__What the task asks__. Among the following entries, count the lines that contain "critical" and report only the result.

Stored entries:

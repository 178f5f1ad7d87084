//! Comprehensive tests for domain_redress

use chrono::NaiveDate;
use proptest::prelude::*;
use rust_decimal::Decimal;
use rust_decimal_macros::dec;

use core_kernel::Currency;
use domain_redress::{
    calculate_as_of, evaluate_as_of, validate_claim, validate_portfolio, AmountAssessment,
    ClaimOutcome, EligibilityStatus, RedressError, SchemeRules, MAX_CLAIM_AMOUNT,
    STANDARD_DISTRESS_AWARD,
};
use test_utils::{
    assert_err_variant, assert_has_reason, assert_has_warning, claim_record_strategy, date_strategy, ClaimFixtures,
    ClaimRecordBuilder, DateFixtures, RulesFixtures,
};

// ============================================================================
// Eligibility Scenarios
// ============================================================================

mod eligibility_scenarios {
    use super::*;

    #[test]
    fn test_high_commission_pcp_is_eligible() {
        let result = evaluate_as_of(&ClaimFixtures::eligible_pcp(), &RulesFixtures::scheme(), DateFixtures::as_of());

        assert_eq!(result.status, EligibilityStatus::Eligible);
        assert_eq!(result.commission_pct, Some(dec!(60)));
        assert_has_reason(&result, "Commission 60.0% meets Plevin threshold (50%)");
        assert_has_reason(&result, "Commission not adequately disclosed");
        assert!(result.recommendation.starts_with("APPROVE"));
    }

    #[test]
    fn test_low_commission_requires_review() {
        let result = evaluate_as_of(
            &ClaimFixtures::below_threshold_hp(),
            &RulesFixtures::scheme(),
            DateFixtures::as_of(),
        );

        assert_eq!(result.status, EligibilityStatus::RequiresReview);
        assert!(result.date_ok && result.product_ok && result.limitation_ok);
        assert!(!result.commission_ok);
        assert_has_reason(&result, "Commission 24.0% below Plevin threshold");
        assert_has_warning(&result, "Commission below 50% threshold - review for other unfairness grounds");
        assert_has_warning(&result, "May still be eligible under other unfairness grounds");
    }

    #[test]
    fn test_old_agreement_flags_limitation_but_passes() {
        let result = evaluate_as_of(
            &ClaimFixtures::below_threshold_hp(),
            &RulesFixtures::scheme(),
            DateFixtures::as_of(),
        );

        assert!(result.limitation_ok);
        assert_has_warning(&result, "Agreement over 6 years old - verify date of knowledge");
        assert_has_reason(&result, "Limitation: 9.6 years since agreement (standard: 6 years)");
    }

    #[test]
    fn test_agreement_before_window_is_rejected() {
        let result = evaluate_as_of(&ClaimFixtures::before_window(), &RulesFixtures::scheme(), DateFixtures::as_of());

        assert_eq!(result.status, EligibilityStatus::Ineligible);
        assert_has_reason(&result, "Agreement date 2005-01-01 is before eligible period (min: 2007-04-06)");
        assert!(result.recommendation.starts_with("REJECT"));
    }

    #[test]
    fn test_zero_cost_of_credit_never_reads_as_zero_percent() {
        let result = evaluate_as_of(
            &ClaimFixtures::zero_cost_of_credit(),
            &RulesFixtures::scheme(),
            DateFixtures::as_of(),
        );

        assert_eq!(result.commission_pct, None);
        assert!(!result.commission_ok);
        assert!(!result.reasons.iter().any(|r| r.contains("0.0%")));
        assert_has_warning(&result, "commission percentage unknown");
    }

    #[test]
    fn test_supplied_percentage_is_used() {
        let claim = ClaimRecordBuilder::new()
            .with_commission(dec!(1000), dec!(5000))
            .with_commission_pct(dec!(55))
            .build();

        let result = evaluate_as_of(&claim, &RulesFixtures::scheme(), DateFixtures::as_of());

        assert_eq!(result.commission_pct, Some(dec!(55)));
        assert!(result.commission_ok);
    }

    #[test]
    fn test_custom_threshold() {
        let rules = SchemeRules::default().with_plevin_threshold(dec!(20));
        let result = evaluate_as_of(&ClaimFixtures::below_threshold_hp(), &rules, DateFixtures::as_of());

        assert_eq!(result.status, EligibilityStatus::Eligible);
    }

    #[test]
    fn test_without_submission_date_uses_as_of() {
        let claim = ClaimRecordBuilder::new()
            .with_agreement_date("2010-01-01")
            .without_submission_date()
            .build();

        let result = evaluate_as_of(&claim, &RulesFixtures::scheme(), DateFixtures::as_of());

        assert_has_reason(&result, "Limitation: 14.8 years");
    }

    #[test]
    fn test_unreadable_submission_date_passes_limitation_with_warning() {
        let claim = ClaimRecordBuilder::new().with_submission_date("soon").build();

        let result = evaluate_as_of(&claim, &RulesFixtures::scheme(), DateFixtures::as_of());

        assert!(result.limitation_ok);
        assert_has_warning(&result, "Could not verify limitation period");
    }
}

// ============================================================================
// Redress Calculation
// ============================================================================

mod redress_tests {
    use super::*;

    #[test]
    fn test_redress_uses_standard_distress_award() {
        let result = calculate_as_of(&ClaimFixtures::eligible_pcp(), &RulesFixtures::scheme(), DateFixtures::as_of());

        assert_eq!(result.distress_award.amount(), STANDARD_DISTRESS_AWARD);
        assert_eq!(result.base_amount.amount(), dec!(1500));
        assert_eq!(
            result.total.amount(),
            result.base_amount.amount()
                + result.statutory_interest.amount()
                + result.distress_award.amount()
                + result.consequential_losses.amount()
        );
    }

    #[test]
    fn test_consequential_losses_are_added() {
        let claim = ClaimRecordBuilder::new()
            .without_agreement_date()
            .with_consequential_losses(dec!(400))
            .build();

        let result = calculate_as_of(&claim, &RulesFixtures::scheme(), DateFixtures::as_of());

        assert_eq!(result.total.amount(), dec!(2050));
        assert!(result.notes.iter().any(|n| n == "Consequential losses: £400.00"));
    }

    #[test]
    fn test_cap() {
        let result = calculate_as_of(
            &ClaimFixtures::eligible_pcp(),
            &RulesFixtures::capped_scheme(dec!(1000)),
            DateFixtures::as_of(),
        );

        assert!(result.capped);
        assert_eq!(result.total.amount(), dec!(1000));
    }
}

// ============================================================================
// Validation
// ============================================================================

mod validation_tests {
    use super::*;

    #[test]
    fn test_validate_claim_compares_claimed_amount() {
        let claim = ClaimRecordBuilder::new()
            .without_agreement_date()
            .with_claimed_amount(dec!(1700))
            .build();

        // Calculated: 1500 base + 150 distress = 1650; 1700 is 3% higher
        let result = validate_claim(&claim, &RulesFixtures::scheme(), DateFixtures::as_of()).unwrap();

        assert_eq!(result.amount_comparison.assessment, AmountAssessment::Aligns);
        assert_eq!(result.amount_comparison.variance.amount(), dec!(50));
    }

    #[test]
    fn test_validate_claim_without_claimed_amount() {
        let claim = ClaimRecordBuilder::new().build();

        let result = validate_claim(&claim, &RulesFixtures::scheme(), DateFixtures::as_of()).unwrap();

        assert_eq!(result.amount_comparison.assessment, AmountAssessment::NotClaimed);
    }

    #[test]
    fn test_validate_claim_rejects_other_currency() {
        let claim = ClaimRecordBuilder::new().with_currency(Currency::USD).build();

        let result = validate_claim(&claim, &RulesFixtures::scheme(), DateFixtures::as_of());

        assert!(matches!(result, Err(RedressError::CurrencyMismatch { .. })));
    }

    #[test]
    fn test_validate_claim_rejects_unbounded_amounts() {
        let huge_losses = ClaimRecordBuilder::new()
            .with_consequential_losses(Decimal::MAX)
            .build();
        assert_err_variant!(
            validate_claim(&huge_losses, &RulesFixtures::scheme(), DateFixtures::as_of()),
            RedressError::AmountOutOfRange { .. }
        );

        let huge_commission = ClaimRecordBuilder::new()
            .with_commission(Decimal::MAX, dec!(0.0000000001))
            .build();
        assert_err_variant!(
            validate_claim(&huge_commission, &RulesFixtures::scheme(), DateFixtures::as_of()),
            RedressError::AmountOutOfRange { .. }
        );
    }

    #[test]
    fn test_largest_valid_claim_validates() {
        let claim = ClaimRecordBuilder::new()
            .with_commission(MAX_CLAIM_AMOUNT, dec!(0.0001))
            .with_loan_amount(MAX_CLAIM_AMOUNT)
            .with_consequential_losses(MAX_CLAIM_AMOUNT)
            .with_claimed_amount(MAX_CLAIM_AMOUNT)
            .build();

        let result = validate_claim(&claim, &RulesFixtures::scheme(), DateFixtures::as_of()).unwrap();

        assert!(result.redress_calculation.total.amount() > MAX_CLAIM_AMOUNT);
        assert_eq!(result.eligibility.status, EligibilityStatus::Eligible);
    }

    #[test]
    fn test_validation_serializes_three_sections() {
        let result = validate_claim(&ClaimFixtures::eligible_pcp(), &RulesFixtures::scheme(), DateFixtures::as_of())
            .unwrap();
        let json = serde_json::to_value(&result).unwrap();

        assert_eq!(json["reference"], "TEST-001");
        assert_eq!(json["eligibility"]["status"], "eligible");
        assert!(json["redress_calculation"]["notes"].is_array());
        assert_eq!(json["amount_comparison"]["assessment"], "claimed_higher");
    }

    #[test]
    fn test_mixed_portfolio() {
        let report = validate_portfolio(
            &ClaimFixtures::mixed_portfolio(),
            &RulesFixtures::scheme(),
            DateFixtures::as_of(),
        );

        assert_eq!(report.summary.total_claims, 6);
        assert_eq!(report.summary.eligible, 1);
        assert_eq!(report.summary.requires_review, 2);
        assert_eq!(report.summary.ineligible, 2);
        assert_eq!(report.summary.rejected, 1);
        assert_eq!(report.summary.total_claimed.amount(), dec!(4500));

        match &report.outcomes[5] {
            ClaimOutcome::Rejected { reference, error } => {
                assert_eq!(reference, "TEST-006");
                assert!(error.contains("loan_amount"));
            }
            other => panic!("Expected rejection, got {:?}", other),
        }
    }
}

// ============================================================================
// Properties
// ============================================================================

proptest! {
    #[test]
    fn evaluation_is_deterministic(claim in claim_record_strategy(), as_of in date_strategy()) {
        let rules = SchemeRules::default();
        prop_assert_eq!(evaluate_as_of(&claim, &rules, as_of), evaluate_as_of(&claim, &rules, as_of));
    }

    #[test]
    fn calculation_is_idempotent(claim in claim_record_strategy(), as_of in date_strategy()) {
        let rules = SchemeRules::default();
        prop_assert_eq!(calculate_as_of(&claim, &rules, as_of), calculate_as_of(&claim, &rules, as_of));
    }

    #[test]
    fn verdict_follows_sub_checks(claim in claim_record_strategy(), as_of in date_strategy()) {
        let result = evaluate_as_of(&claim, &SchemeRules::default(), as_of);
        let critical = result.date_ok && result.product_ok && result.limitation_ok;
        let expected = match (critical, result.commission_ok) {
            (true, true) => EligibilityStatus::Eligible,
            (true, false) => EligibilityStatus::RequiresReview,
            (false, _) => EligibilityStatus::Ineligible,
        };
        prop_assert_eq!(result.status, expected);
        prop_assert!(result.limitation_ok);
    }

    #[test]
    fn redress_never_negative_and_respects_cap(
        claim in claim_record_strategy(),
        cap in 0i64..1_000_000i64,
    ) {
        let rules = SchemeRules::default().with_max_redress_amount(Decimal::from(cap));
        let result = calculate_as_of(&claim, &rules, NaiveDate::from_ymd_opt(2030, 1, 1).unwrap());

        prop_assert!(!result.total.is_negative());
        prop_assert!(result.total.amount() <= Decimal::from(cap));
        prop_assert!(!result.statutory_interest.is_negative());
    }
}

__Exercise response__. 2